夏曈没有急着回家,而是下楼去找胶布。
曹欣发微信说把胶布带回家了。夏曈找过去时,还被邀请去楼上家里坐坐。
她刚要回复“好”,感知到唇上轻微痛意,下意识舔了舔,忽地想起什么。
虽没照过镜子,但夏曈敢说,她的唇已经被吻肿。若是真到了光线明亮的地方,一定会被瞧出端倪的。
尤其曹欣还特别敏锐。
她忍不住脸颊绯红,低头打字,“我先不上去啦,空着手呢,等明天我带了东西再去看叔叔阿姨。”
没过几分钟,曹欣抱着胶布下楼来。夏曈走上前,就听她笑着说:“你跟我们还客气什么?”
“礼节还是要有的呀。”
夏曈低头摸了摸胶布,胶布垂着脑袋,一脸委屈地喵喵叫。她从没见胶布这样,奇怪道:“怎么看起来有点不开心?”
曹欣说起来这件事就要笑,“啊,刚才在那边说话的时候,胶布想去和院里那只狸花玩,刚凑近去就被打了两拳。狸花跳到石桌上,又骂了它好几分钟。”
狸花在这院里早就称霸了,身后跟着一帮小弟小妹,平时狂得不得了,连人类都敢揍。胶布初来乍到,竟敢妄想舔它的毛?简直胆大包天。
于是在胶布靠近它的瞬间,狸花光速出拳,并跳上石桌,占据高地,对这个外来客一顿输出。
在城市里晒太阳吃罐头的胶布哪里听过这么野的话?直接被骂懵,曹欣去抱它的时候,它还愣在那里,保持着一个可怜又搞笑的姿势,动都不敢动。
夏曈听得也笑,揉着胶布的脑袋和耳朵,“知道妈妈平时对你多好了吗?外面的猫咪都是大坏蛋。

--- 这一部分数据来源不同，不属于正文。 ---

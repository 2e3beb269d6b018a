use std::fmt;

use crate::graph::DependencyGraph;
use crate::model::Unit;

/// Serialisation domain a unit is dispatched into. At most one unit per
/// lane is in flight at any time, except for [`Lane::Free`].
#[derive(Debug, Clone, PartialEq, Eq, Hash)]
pub enum Lane {
    /// No constraint beyond pool capacity.
    Free,
    /// One unit of this class at a time.
    Class(String),
    /// One unit bound to this instance at a time.
    Instance(u64),
    /// A thread-affinity chain; runs on its own single-thread pool.
    Affinity(usize),
    /// The run-wide sequential lane.
    Sequential,
}

impl Lane {
    pub fn is_exclusive(&self) -> bool {
        !matches!(self, Self::Free)
    }
}

impl fmt::Display for Lane {
    fn fmt(&self, f: &mut fmt::Formatter<'_>) -> fmt::Result {
        match self {
            Self::Free => write!(f, "free"),
            Self::Class(c) => write!(f, "class:{c}"),
            Self::Instance(id) => write!(f, "instance:{id}"),
            Self::Affinity(chain) => write!(f, "affinity:{chain}"),
            Self::Sequential => write!(f, "sequential"),
        }
    }
}

/// Everything the scheduler needs, resolved before the first dispatch.
#[derive(Debug)]
pub struct ExecutionPlan {
    pub units: Vec<Unit>,
    pub graph: DependencyGraph,
    /// Layered topological order; see [`ready_sets`](crate::graph::layers::ready_sets).
    pub ready_sets: Vec<Vec<usize>>,
    /// Lane per unit, indexed like `units`.
    pub lanes: Vec<Lane>,
    /// Number of affinity chains (and single-thread pools) in use.
    pub affinity_chains: usize,
    /// Units that fell back to sequential execution.
    pub downgraded: Vec<usize>,
}

impl ExecutionPlan {
    pub fn unit_count(&self) -> usize {
        self.units.len()
    }

    pub fn is_downgraded(&self, unit: usize) -> bool {
        self.downgraded.binary_search(&unit).is_ok()
    }

    /// Unit names in layered order.
    pub fn order(&self) -> Vec<&str> {
        self.ready_sets
            .iter()
            .flatten()
            .map(|&u| self.units[u].name.as_str())
            .collect()
    }
}
//! Scheduling, retries, pools, results and notifications.

pub mod context;
pub(crate) mod executor;
pub mod notify;
pub mod pool;
pub mod report;
pub mod result;
pub mod retry;
pub mod scheduler;

pub use context::AbortHandle;
pub use notify::RunListener;
pub use pool::{Executor, ExecutorFactory, Job, WorkerPool, WorkerPoolFactory};
pub use result::{InvocationRecord, Outcome, RunResult, RunStatus, UnitResult};
pub use retry::{AttemptContext, MaxRetries, RetryPolicy, RetryPolicyFactory};
pub use scheduler::TestEngine;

”
胶布缩在她怀里,喵呜叫了声。
曹欣挑眉:“趁机PUA?”
夏曈微笑:“是母女情深。”
她的外套拉链拉到最上面,领口遮住小半张脸,像在刻意遮掩着什么。
“你老低着头干什么?”曹欣奇怪,“现在很冷吗?”
夏曈顿了瞬,声音在羽绒服领口的后面,显得发闷,“有点。”
曹欣疑惑地看了她两眼,“那你快回去吧。哎,待会别忘了看群啊,崔源刚说了他要发红包。”
“好唷,”夏曈抓着胶布的肉爪对曹欣挥手,“跟阿姨说拜拜。”
曹欣笑道:“行啦,人家正伤心呢,快回去开个肉罐头哄一哄。”
夏曈回到家时,杜静兰等人还在打麻将,身边围了好几个人看牌局。电视机里播着春晚,但没人看,沈教授站在阳台跟人讲电话,汤圆趴在沙发上玩毛绒球。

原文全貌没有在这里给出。